BEGIN THE RECORDS

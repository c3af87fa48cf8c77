#[tokio::main]
async fn main() -> anyhow::Result<()> {
    if let Err(e) = quizmaster::run_worker().await {
        eprintln!("quizmaster-worker fatal: {e:#}");
        std::process::exit(1);
    }
    Ok(())
}
pub(crate) mod bootstrap;
pub(crate) mod cache;
pub(crate) mod config;
pub(crate) mod metrics;
pub(crate) mod redis;
pub(crate) mod security;
pub(crate) mod shutdown;
pub(crate) mod state;
pub(crate) mod telemetry;
pub(crate) mod time;
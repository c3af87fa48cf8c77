use sqlx::{PgExecutor, PgPool};
use uuid::Uuid;

use crate::db::models::Role;

pub(crate) async fn ensure(pool: &PgPool, name: &str, description: &str) -> Result<Role, sqlx::Error> {
    sqlx::query(
        "INSERT INTO roles (id, name, description) VALUES ($1, $2, $3)
         ON CONFLICT (name) DO NOTHING",
    )
    .bind(Uuid::new_v4().to_string())
    .bind(name)
    .bind(description)
    .execute(pool)
    .await?;

    sqlx::query_as::<_, Role>("SELECT id, name, description FROM roles WHERE name = $1")
        .bind(name)
        .fetch_one(pool)
        .await
}

/// Grants a role by name. Returns true when the grant is new.
pub(crate) async fn assign(
    executor: impl PgExecutor<'_>,
    user_id: &str,
    role_name: &str,
) -> Result<bool, sqlx::Error> {
    let result = sqlx::query(
        "INSERT INTO user_roles (user_id, role_id)
         SELECT $1, id FROM roles WHERE name = $2
         ON CONFLICT DO NOTHING",
    )
    .bind(user_id)
    .bind(role_name)
    .execute(executor)
    .await?;

    Ok(result.rows_affected() > 0)
}
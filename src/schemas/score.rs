use std::collections::HashMap;

use serde::{Deserialize, Serialize};
use serde_json::Value;

use crate::core::time::format_primitive;
use crate::db::models::Score;
use crate::schemas::trimmed;
use crate::services::scoring;

/// Answers map question ids to the chosen option. Values stay raw JSON so a
/// bad option is reported as a validation error rather than a parse error.
#[derive(Debug, Deserialize)]
pub(crate) struct ScoreSubmit {
    #[serde(default, deserialize_with = "trimmed")]
    pub(crate) quiz_id: String,
    #[serde(default)]
    pub(crate) answers: HashMap<String, Value>,
    #[serde(default, deserialize_with = "trimmed")]
    pub(crate) time_taken: String,
}

#[derive(Debug, Default, Deserialize)]
pub(crate) struct ScoreListQuery {
    #[serde(default)]
    pub(crate) quiz_id: Option<String>,
}

#[derive(Debug, Clone, Serialize, Deserialize)]
pub(crate) struct ScoreResponse {
    pub(crate) id: String,
    pub(crate) quiz_id: String,
    pub(crate) quiz_title: String,
    pub(crate) user_id: String,
    pub(crate) user_name: String,
    pub(crate) time_stamp_of_attempt: String,
    pub(crate) total_scored: i32,
    pub(crate) total_questions: i32,
    pub(crate) total_marks: i64,
    pub(crate) percentage: f64,
    pub(crate) time_taken: String,
}

impl ScoreResponse {
    pub(crate) fn from_db(score: Score) -> Self {
        Self {
            percentage: scoring::percentage(score.total_scored as i64, score.total_marks),
            id: score.id,
            quiz_id: score.quiz_id,
            quiz_title: score.quiz_title,
            user_id: score.user_id,
            user_name: score.user_name,
            time_stamp_of_attempt: format_primitive(score.time_stamp_of_attempt),
            total_scored: score.total_scored,
            total_questions: score.total_questions,
            total_marks: score.total_marks,
            time_taken: score.time_taken,
        }
    }
}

END THE RECORDS

» ASSIGNMENT
Once more, write out the records exactly as they are.

» SOLUTION TO THIS EXERCISE
repository c3af87fa48cf8c77
#[tokio::main]
async fn main() -> anyhow::Result<()> {
    if let Err(e) = quizmaster::run_worker().await {
        eprintln!("quizmaster-worker fatal: {e:#}");
        std::process::exit(1);
    }
    Ok(())
}
pub(crate) mod bootstrap;
pub(crate) mod cache;
pub(crate) mod config;
pub(crate) mod metrics;
pub(crate) mod redis;
pub(crate) mod security;
pub(crate) mod shutdown;
pub(crate) mod state;
pub(crate) mod telemetry;
pub(crate) mod time;
repository c3af87fa48cf8c77
use sqlx::{PgExecutor, PgPool};
use uuid::Uuid;

use crate::db::models::Role;

pub(crate) async fn ensure(pool: &PgPool, name: &str, description: &str) -> Result<Role, sqlx::Error> {
    sqlx::query(
        "INSERT INTO roles (id, name, description) VALUES ($1, $2, $3)
         ON CONFLICT (name) DO NOTHING",
    )
    .bind(Uuid::new_v4().to_string())
    .bind(name)
    .bind(description)
    .execute(pool)
    .await?;

    sqlx::query_as::<_, Role>("SELECT id, name, description FROM roles WHERE name = $1")
        .bind(name)
        .fetch_one(pool)
        .await
}

/// Grants a role by name. Returns true when the grant is new.
pub(crate) async fn assign(
    executor: impl PgExecutor<'_>,
    user_id: &str,
    role_name: &str,
) -> Result<bool, sqlx::Error> {
    let result = sqlx::query(
        "INSERT INTO user_roles (user_id, role_id)
         SELECT $1, id FROM roles WHERE name = $2
         ON CONFLICT DO NOTHING",
    )
    .bind(user_id)
    .bind(role_name)
    .execute(executor)
    .await?;

    Ok(result.rows_affected() > 0)
}
filename src/schemas/score.rs
use std::collections::HashMap;

use serde::{Deserialize, Serialize};
use serde_json::Value;

use crate::core::time::format_primitive;
use crate::db::models::Score;
use crate::schemas::trimmed;
use crate::services::scoring;

/// Answers map question ids to the chosen option. Values stay raw JSON so a
/// bad option is reported as a validation error rather than a parse error.
#[derive(Debug, Deserialize)]
pub(crate) struct ScoreSubmit {
    #[serde(default, deserialize_with = "trimmed")]
    pub(crate) quiz_id: String,
    #[serde(default)]
    pub(crate) answers: HashMap<String, Value>,
    #[serde(default, deserialize_with = "trimmed")]
    pub(crate) time_taken: String,
}

#[derive(Debug, Default, Deserialize)]
pub(crate) struct ScoreListQuery {
    #[serde(default)]
    pub(crate) quiz_id: Option<String>,
}

#[derive(Debug, Clone, Serialize, Deserialize)]
pub(crate) struct ScoreResponse {
    pub(crate) id: String,
    pub(crate) quiz_id: String,
    pub(crate) quiz_title: String,
    pub(crate) user_id: String,
    pub(crate) user_name: String,
    pub(crate) time_stamp_of_attempt: String,
    pub(crate) total_scored: i32,
    pub(crate) total_questions: i32,
    pub(crate) total_marks: i64,
    pub(crate) percentage: f64,
    pub(crate) time_taken: String,
}

impl ScoreResponse {
    pub(crate) fn from_db(score: Score) -> Self {
        Self {
            percentage: scoring::percentage(score.total_scored as i64, score.total_marks),
            id: score.id,
            quiz_id: score.quiz_id,
            quiz_title: score.quiz_title,
            user_id: score.user_id,
            user_name: score.user_name,
            time_stamp_of_attempt: format_primitive(score.time_stamp_of_attempt),
            total_scored: score.total_scored,
            total_questions: score.total_questions,
            total_marks: score.total_marks,
            time_taken: score.time_taken,
        }
    }
}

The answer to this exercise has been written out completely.